Allergien, Medikamente, Vorerkrankungen ... wird alles verneint. Die Crew schleppt einen riesigen Notfallkoffer heran und schnell finden wir, was wir brauchen. Pulsoxi, Sauerstoff, Blutdruckmanschette, Stethoskop, Defi, Temperaturmesser, Blutzuckermessegerät. Mit jedem guten Vitalwert, den eine der Flugbegleiterinnen in ein Protokoll einträgt, werde ich ruhiger.
„Müssen wir die Rega rufen? Oder notlanden?“, werde ich mit gesenkter Stimme gefragt. Ich verneine. Und verstehe zum ersten Mal, wie es sich wirklich anfühlt, die Verantwortung zu tragen: verdammt beschissen und gleichzeitig wahnsinnig krass. Wir befinden uns zehntausend Meter über dem Atlantik. Bei einer wirklich lebensbedrohlichen Situation hätte es lang gedauert bis uns professionelle Hilfe erreichen würde. Ich wäre mit meinem kümmerlichen Studentenlatein am Ende gewesen.

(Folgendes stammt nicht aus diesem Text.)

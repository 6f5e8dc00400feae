//! Chunking of drained log output
//!
//! Splits drained bytes into consecutive slices of at most `max_chunk_size`
//! bytes and stamps each with the job's next sequence number.

use reef_core::domain::log::LogChunk;

/// Turns drained bytes into sequence-numbered chunks for one job
///
/// Sequence numbers start at 0 and are handed out once each, in order, for
/// the lifetime of the chunker.
#[derive(Debug)]
pub struct Chunker {
    job_id: String,
    max_chunk_size: usize,
    next_sequence: u64,
}

impl Chunker {
    pub fn new(job_id: impl Into<String>, max_chunk_size: usize) -> Self {
        Self {
            job_id: job_id.into(),
            max_chunk_size: max_chunk_size.max(1),
            next_sequence: 0,
        }
    }

    /// Sequence number the next chunk will receive
    ///
    /// Equal to the number of chunks produced so far.
    pub fn next_sequence(&self) -> u64 {
        self.next_sequence
    }

    /// Splits `data` into chunks
    ///
    /// Empty input yields no chunks. Input no larger than the maximum is moved
    /// into a single chunk without copying.
    pub fn chunk(&mut self, data: Vec<u8>) -> Vec<LogChunk> {
        if data.is_empty() {
            return Vec::new();
        }

        if data.len() <= self.max_chunk_size {
            return vec![self.make_chunk(data)];
        }

        let slices: Vec<Vec<u8>> = data
            .chunks(self.max_chunk_size)
            .map(<[u8]>::to_vec)
            .collect();
        slices
            .into_iter()
            .map(|slice| self.make_chunk(slice))
            .collect()
    }

    fn make_chunk(&mut self, data: Vec<u8>) -> LogChunk {
        let chunk = LogChunk {
            job_id: self.job_id.clone(),
            sequence: self.next_sequence,
            data,
        };
        self.next_sequence += 1;
        chunk
    }
}
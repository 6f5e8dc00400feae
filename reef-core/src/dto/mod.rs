//! Data Transfer Objects
//!
//! Wire shapes exchanged with the job-queue server.

pub mod job;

Ich darf gar nicht daran denken. Der Copilot kommt vorbei und will wissen, ob ich die Situation unter Kontrolle habe. Zum Glück fliegen wir mit einer Schweizer Airline. Das alles auch noch auf Englisch kommunizieren zu müssen, würde dem Ganzen noch die Krone aufsetzen.
Je länger ich untersuche, desto weniger finde ich einen organischen Grund für die Symptome der Patientin. Nie war ich so froh darüber, in einem Modellstudiengang eingeschrieben zu sein wie jetzt. Dank der Untersuchungskurse der letzten beiden Semester habe ich zumindest eine grundlegende Ahnung, was ich tue. Gleichzeitig merke ich, wie viel ich tatsächlich aus dem Pflegepraktikum mitgenommen habe und profitiere vor allem von meiner Zeit auf der Intensivstation. So wie es hier in der Zwischenzeit aussieht, erinnert die kleine Bordküche nämlich an eine ebensolche.
Der Patientin ist weiter schwindelig und sie zittert, ich erfahre, dass sie allein mit ihren vier Kindern reist und sich Sorgen macht, was jetzt mit ihnen ist. Flugangst hat sie keine. Trotzdem eine Panikattacke? Ich versichere ihr durchgehend, dass alles gut wird – mit Erfolg.
Zwei Stunden bis zur Landung halte ich weiter Händchen. Zwischendurch muss ich das Protokoll ausfüllen, meine Daten angeben und nennen, was ich genau getan habe. Wir befördern die Patientin auf einen nahegelegenen Sitz in der Business-Class, wo sie liegen kann. Ich darf zur Landung zurück auf meinen Platz. Kaum am Boden erwarten uns die amerikanischen Kollegen und ich kann zum ersten Mal durchatmen.
Nach deutscher Zeit ist es weit nach Mitternacht und ich bin hellwach. Das Adrenalin rauscht durch meinen Körper und ebbt erst ab, nachdem die Crew sich ein Dutzend Mal bedankt hat. In den Gesichtern ist deutlich zu erkennen wie froh auch sie sind, dass alles gut gegangen ist. „Merci vielmals – und schönen Urlaub!“ Den werde ich haben, doch das Geschehene wird mich noch einige Tage weiter beschäftigen. Was hätte ich anders, was besser machen können? Wie geht es der Patientin inzwischen und was konnte in der Klinik herausgefunden werden? Fragen, auf die ich keine Antwort erhalten werde, doch eine kann ich mir inzwischen beantworten: Egal wie wenig du glaubst zu wissen, es genügt, um im Ernstfall helfen zu können. Du musst dich nur trauen.